BRUSSELS, KAMIS -- Para pemimpin Uni Eropa sedang mempertimbangkan untuk memperpanjang tenggat pemberlakuan Brexit sebagai antisipasi kemungkinan kesepakatan Brexit yang diusulkan Perdana Menteri Theresa May ditolak parlemen Inggris.
Sejumlah narasumber kantor berita Reuters di Brussels menyebutkan, kemungkinan perpanjangan tenggat Brexit dari 29 Maret 2019 semakin besar setelah May terlihat kesulitan meyakinkan parlemen.
Dalam dua hari berturut-turut, May mengalami kekalahan di parlemen. Pertama, ia kalah 296-303 suara ketika parlemen meminta agar pemerintah menghindari ”Brexit tanpa kesepakatan” seandainya kesepakatan ditolak parlemen.
Kekalahan kedua adalah voting bahwa pemerintah harus menyiapkan alternatif ”Rencana B” dalam waktu tiga hari jika parlemen menolak kesepakatan. Voting berakhir dengan 308 suara berbanding 297 suara untuk kekalahan May.
Hal itu memberi tekanan politik yang semakin besar pada May. Sampai saat ini, May belum memperoleh jaminan tambahan dari UE terkait isi kesepakatan soal backstop Irlandia Utara yang dipermasalahkan parlemen. Persoalannya, Inggris harus memiliki alasan kuat agar UE mengabulkan perpanjangan tenggat Brexit, misalnya untuk percepatan pemilu atau referendum.
PM Belanda Mark Rutte, didampingi PM Jepang Shinzo Abe, yang sedang berkunjung ke Belanda, Kamis (10/1/2019), mengatakan, Jepang dan UE sedang bekerja keras mencegah Inggris keluar dari UE tanpa kesepakatan. Belanda saat ini juga sedang membahas isu itu bersama Perancis dan Jerman.
”Saat ini, saya bekerja keras dengan Jerman-Perancis untuk membantu PM May agar sukses dalam voting di parlemen pada 15 Januari,” kata Rutte.
Rute juga menegaskan, kesepakatan yang sudah ditandatangani merupakan yang terbaik dan telah mempertimbangkan keberatan-keberatan Inggris terkait masa depan perbatasan Irlandia.

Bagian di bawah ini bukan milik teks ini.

//! Literal escaping.

use std::sync::LazyLock;

use crate::engine::Engine;
use crate::ops::Template;
use crate::options::Flag;
use crate::text::{Subject, Text};

/// Characters that are special somewhere in pattern syntax, including the
/// whitespace (Unicode `White_Space`) and `#` that extended mode would
/// otherwise swallow.
static SPECIAL: LazyLock<Engine> = LazyLock::new(|| {
    Engine::compile(r"[.^$*+?()\[\]{}|\\#\-\s]", &[Flag::Unicode])
        .expect("escape class pattern is valid")
});

/// Backslash followed by the whole match.
static PREFIX_BACKSLASH: LazyLock<Template> = LazyLock::new(|| Template::parse(r"\\&"));

/// Escape `subject` so that, compiled as a pattern, it matches itself
/// literally, with or without the `x` option. Binary in gives binary out; a
/// code point list gives a list.
///
/// Non-ASCII whitespace cannot take a backslash escape, so it is written as
/// a `\x{...}` code point escape instead.
///
/// ```
/// use kodegen_regex::{compile, escape, test};
///
/// let escaped = escape("1.5 (approx)").into_string();
/// assert_eq!(escaped, r"1\.5\ \(approx\)");
/// assert!(test(&compile(&escaped, "x").unwrap(), "1.5 (approx)"));
/// ```
#[must_use]
pub fn escape<'a>(subject: impl Into<Subject<'a>>) -> Text {
    let subject = subject.into();
    let text = subject.as_utf8();
    let escaped = SPECIAL.replace(&text, true, |caps, out| {
        let first = caps
            .first()
            .cloned()
            .flatten()
            .and_then(|span| text[span].chars().next());
        match first {
            Some(ch) if !ch.is_ascii() => out.push_str(&format!("\\x{{{:X}}}", u32::from(ch))),
            _ => PREFIX_BACKSLASH.expand(&text, caps, out),
        }
    });
    Text::shaped(escaped, subject.default_return())
}

#[cfg(test)]
mod tests {
    use super::*;
    use crate::config::MatchOptions;
    use crate::pattern::compile;
    use crate::text::{Fragment, ReturnMode};

    #[test]
    fn escapes_metacharacters() {
        assert_eq!(
            escape(r".^$*+?()[{\|").into_string(),
            r"\.\^\$\*\+\?\(\)\[\{\\\|"
        );
        assert_eq!(escape("plain").into_string(), "plain");
        assert_eq!(escape("a b\tc").into_string(), "a\\ b\\\tc");
        assert_eq!(escape("a\u{3000}b\u{A0}").into_string(), r"a\x{3000}b\x{A0}");
    }

    #[test]
    fn list_in_list_out() {
        assert_eq!(escape(&['.', 'a']), Text::List(vec!['\\', '.', 'a']));
    }

    #[test]
    fn escaped_text_matches_itself_exactly() {
        let samples = [
            "a.b*c",
            "(x|y)",
            "[a-z]{2,}",
            "$100 ^ 2",
            "back\\slash",
            "tab\tnew\nline",
            "# not a comment",
            "héllo wörld?",
            "ideographic\u{3000}space",
            "no\u{A0}break\u{2028}line",
            "",
        ];
        let opts = MatchOptions::new().return_mode(ReturnMode::Index);
        for sample in samples {
            let escaped = escape(sample).into_string();
            for flags in ["", "x"] {
                let p = compile(&escaped, flags)
                    .unwrap_or_else(|err| panic!("{escaped:?} with {flags:?}: {err}"));
                let found = p.run(sample, &opts).unwrap();
                assert_eq!(
                    found,
                    Some(vec![Fragment::Index {
                        offset: 0,
                        length: sample.len()
                    }]),
                    "{sample:?} with {flags:?}"
                );
            }
        }
        let p = compile(&escape("a.c").into_string(), "").unwrap();
        assert!(!p.test("abc"));
    }
}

Abe menyatakan agar Inggris meminimalkan dampak Brexit bagi ekonomi global. ”Kami berharap Brexit tanpa kesepakatan bisa dihindari dan Inggris bisa keluar dari UE dengan mulus,” kata Abe.
Percepatan pemilu
Krisis Brexit mendorong kubu oposisi memanfaatkan peluang politik. Ketua Partai Buruh Jeremy Corbyn akan menuntut percepatan pemilu jika parlemen menolak kesepakatan Brexit. ”Untuk memecah kebuntuan, pemilu bukan hanya solusi paling praktis, melainkan juga dramatis,” kata Corbyn.
Namun, Konservatif membalas dengan menyatakan, Corbyn tidak memiliki agenda Brexit. ”Mereka hanya bisa berargumen di publik untuk membuat frustrasi rakyat Inggris dan mendorong agar kembali ke referendum,” kata Brandon Lewis, pimpinan Konservatif.